Yamauchi K
Jpn Heart J. 1979 Sep;20(5):587-601. doi: 10.1536/ihj.20.587.
Spatial characteristics of the QRS and T loops in 110 patients with old myocardial infarction were analysed in comparison with 221 normal subjects. Measured were (1) QRS and T polar vectors, (2) initial 20- and 30-msec segmental QRS polar vectors, and (3) length, width, thickness, and ratios of width/length and thickness/length of the QRS and T loops in edgewise and broadside projections. Broadside and edgewise projections were obtained by transformation of the reference frame of the Frank lead system to a patient's own frame based on the polar vector. The recognition rates of abnormality in the QRS and T polar vectors were 66% and 60% of a total of 110 patients with myocardial infarction. The initial 30 msec segmental QRS polar vector showed the highest recognition rate of abnormality in myocardial infarction, i.e., 87% in anterior myocardial infarction, 100% in extensive anterior myocardial infarction and 78% in inferior myocardial infarction. The initial segmental QRS polar vector was abnormally deviated posteriorly and superiorly in inferior myocardial infarction. In anterior myocardial infarction, the initial segmental polar vector was directed inferiorly in more than 50% of the cases, while the vector in normal subjects was located superiorly and to the left. The QRS loop of anterior myocardial infarction was significantly smaller in the width and width/length ratio and significantly larger in the thickness and thickness/length ratio than those of the normal. Poor planarity of the QRS loop was one of the characteristics of myocardial infarction, especially of extensive anterior myocardial infarction. The T loop of myocardial infarction was significantly larger in the width/length ratio than that of the normal. More than 50% of the cases with anterior myocardial infarction showed abnormally wide T loops. The polar vector was a useful index to characterize the spatial orientation and sense of rotation of the spatial loop. In addition, the initial segmental QRS polar vector represented the mild localized abnormalities of the spatial loop. The loop configuration in space was characterized in edgewise and broadside projections.
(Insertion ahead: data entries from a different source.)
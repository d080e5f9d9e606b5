//! Error types for execution state storage.

use thiserror::Error;

/// Convenience result type using [`StateError`].
pub type Result<T> = std::result::Result<T, StateError>;

/// Errors raised by execution state management and persistence backends.
#[derive(Error, Debug)]
pub enum StateError {
    /// The requested execution does not exist in the store.
    #[error("Execution '{0}' not found")]
    ExecutionNotFound(String),

    /// The requested node has no recorded state within the execution.
    #[error("Node '{node}' not found in execution '{execution}'")]
    NodeNotFound {
        /// Execution the lookup ran against
        execution: String,
        /// Node id that was missing
        node: String,
    },

    /// An illegal status transition was attempted (e.g. completing a
    /// node in a terminal execution).
    #[error("Invalid state transition: {0}")]
    InvalidTransition(String),

    /// Serialization of a state snapshot failed.
    #[error("Serialization error: {0}")]
    Serialization(#[from] serde_json::Error),

    /// Backend-specific storage failure (database down, disk full, ...).
    #[error("Storage error: {0}")]
    Storage(String),
}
对110例陈旧性心肌梗死患者的QRS环和T环的空间特征进行了分析,并与221名正常受试者进行了比较。测量了:(1)QRS极向量和T极向量;(2)最初20毫秒和30毫秒的节段性QRS极向量;(3)QRS环和T环在侧面和正面投影中的长度、宽度、厚度以及宽度/长度和厚度/长度比值。侧面和正面投影是通过将Frank导联系统的参考框架基于极向量转换为患者自身的框架而获得的。在110例心肌梗死患者中,QRS极向量和T极向量异常的识别率分别为66%和60%。最初30毫秒的节段性QRS极向量在心肌梗死中显示出最高的异常识别率,即前壁心肌梗死为87%,广泛前壁心肌梗死为100%,下壁心肌梗死为78%。下壁心肌梗死时,最初节段性QRS极向量异常向后上方偏移。在前壁心肌梗死中,如果超过50%的病例,最初节段性极向量向下,而正常受试者的向量位于上方和左侧。前壁心肌梗死的QRS环宽度和宽度/长度比值明显较小,厚度和厚度/长度比值明显较大。QRS环的平面度差是心肌梗死的特征之一,尤其是广泛前壁心肌梗死。心肌梗死的T环宽度/长度比值明显大于正常。超过50%的前壁心肌梗死病例显示T环异常增宽。极向量是表征空间环的空间方向和旋转方向的有用指标。此外,最初节段性QRS极向量代表空间环的轻度局部异常。通过侧面和正面投影对空间中的环构型进行了表征。